[Saved data entries]
BEGIN

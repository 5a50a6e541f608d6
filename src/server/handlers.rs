//! Route handlers for the JSON API

use std::sync::Arc;

use axum::{
    extract::{Multipart, Path, State},
    http::StatusCode,
    response::{IntoResponse, Response},
    Form, Json,
};
use chrono::Utc;
use serde::Deserialize;
use serde_json::{json, Value};

use super::error::ApiError;
use super::AppState;
use crate::texts::FetchedText;
use crate::vocab::{StoredItem, Translation};

type ApiResult<T> = Result<T, ApiError>;

fn success() -> Json<Value> {
    Json(json!({ "status": "success" }))
}

#[derive(Deserialize)]
pub struct WordForm {
    pub word: String,
}

#[derive(Deserialize)]
pub struct EditForm {
    pub old_word: String,
    pub new_word: String,
    pub translation: String,
}

#[derive(Deserialize)]
pub struct ReviewForm {
    pub word: String,
    pub quality: String,
}

#[derive(Deserialize)]
pub struct UrlForm {
    pub url: String,
}

// ==================== Texts ====================

pub async fn upload_text(
    State(state): State<Arc<AppState>>,
    mut multipart: Multipart,
) -> ApiResult<Json<Value>> {
    while let Some(field) = multipart
        .next_field()
        .await
        .map_err(|e| ApiError::BadRequest(e.to_string()))?
    {
        if field.name() != Some("file") {
            continue;
        }
        let filename = field
            .file_name()
            .map(str::to_string)
            .ok_or_else(|| ApiError::BadRequest("Upload has no file name".to_string()))?;
        let content = field
            .bytes()
            .await
            .map_err(|e| ApiError::BadRequest(e.to_string()))?;

        state.texts.save(&filename, &content)?;
        return Ok(Json(json!({ "filename": filename })));
    }

    Err(ApiError::BadRequest("Missing 'file' field".to_string()))
}

pub async fn list_texts(State(state): State<Arc<AppState>>) -> ApiResult<Json<Value>> {
    let texts = state.texts.list()?;
    Ok(Json(json!({ "texts": texts })))
}

pub async fn get_text(
    State(state): State<Arc<AppState>>,
    Path(filename): Path<String>,
) -> ApiResult<Json<Value>> {
    let content = state.texts.read(&filename)?;
    Ok(Json(json!({ "content": content })))
}

pub async fn load_url(
    State(state): State<Arc<AppState>>,
    Form(form): Form<UrlForm>,
) -> ApiResult<Json<FetchedText>> {
    let fetched = state.texts.fetch_url(&form.url).await?;
    Ok(Json(fetched))
}

// ==================== Vocabulary ====================

pub async fn add_vocab(
    State(state): State<Arc<AppState>>,
    Form(form): Form<WordForm>,
) -> ApiResult<Json<Value>> {
    let reviews = state.reviews();
    reviews.store().add(&form.word, state.dictionary.as_ref())?;
    Ok(success())
}

fn stored_items(state: &AppState) -> Vec<StoredItem> {
    state.reviews().store().load().unwrap_or_else(|e| {
        log::warn!("Reading vocabulary failed, listing nothing: {}", e);
        Vec::new()
    })
}

pub async fn list_vocab(State(state): State<Arc<AppState>>) -> Json<Value> {
    let words: Vec<String> = stored_items(&state)
        .iter()
        .map(|item| item.word().to_string())
        .collect();
    Json(json!({ "vocab": words }))
}

pub async fn all_vocab(State(state): State<Arc<AppState>>) -> Json<Vec<StoredItem>> {
    Json(stored_items(&state))
}

pub async fn delete_vocab(
    State(state): State<Arc<AppState>>,
    Path(word): Path<String>,
) -> ApiResult<Json<Value>> {
    state.reviews().store().remove(&word)?;
    Ok(success())
}

pub async fn edit_vocab(
    State(state): State<Arc<AppState>>,
    Form(form): Form<EditForm>,
) -> ApiResult<Json<Value>> {
    let translation = Translation::from_edit_input(&form.translation);
    let edited = state
        .reviews()
        .store()
        .edit(&form.old_word, &form.new_word, translation)?;
    if edited.is_none() {
        log::info!("Edit ignored, '{}' is not in the vocabulary", form.old_word);
    }
    Ok(success())
}

pub async fn practice_words(State(state): State<Arc<AppState>>) -> Json<Value> {
    Json(json!({ "due_words": state.reviews().practice_words() }))
}

pub async fn translate(
    State(state): State<Arc<AppState>>,
    Path(word): Path<String>,
) -> Response {
    let translations = state.dictionary.lookup(&word);
    if translations.is_empty() {
        let body = json!({
            "success": false,
            "word": word,
            "error": "No translation found",
            "translations": [],
        });
        return (StatusCode::NOT_FOUND, Json(body)).into_response();
    }

    Json(json!({
        "success": true,
        "word": word,
        "translations": translations,
    }))
    .into_response()
}

// ==================== Reviews ====================

pub async fn due_reviews(State(state): State<Arc<AppState>>) -> Json<Value> {
    Json(json!({ "due_words": state.reviews().due_reviews(Utc::now()) }))
}

pub async fn submit_review(
    State(state): State<Arc<AppState>>,
    Form(form): Form<ReviewForm>,
) -> ApiResult<Json<Value>> {
    let quality: i64 = form
        .quality
        .trim()
        .parse()
        .map_err(|_| {
            ApiError::BadRequest(format!("Quality must be a number, got {:?}", form.quality))
        })?;
    let entry = state.reviews().submit_review(&form.word, quality)?;
    Ok(Json(json!({ "status": "success", "entry": entry })))
}

pub async fn review_stats(State(state): State<Arc<AppState>>) -> Json<Value> {
    Json(json!(state.reviews().stats()))
}

pub async fn health() -> &'static str {
    "ok"
}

END

## [WHAT YOU NEED TO DO]
Identify the lines in the entries above that contain "ReviewForm", then copy them out.

## [REPLY]
pub struct ReviewForm {
    Form(form): Form<ReviewForm>,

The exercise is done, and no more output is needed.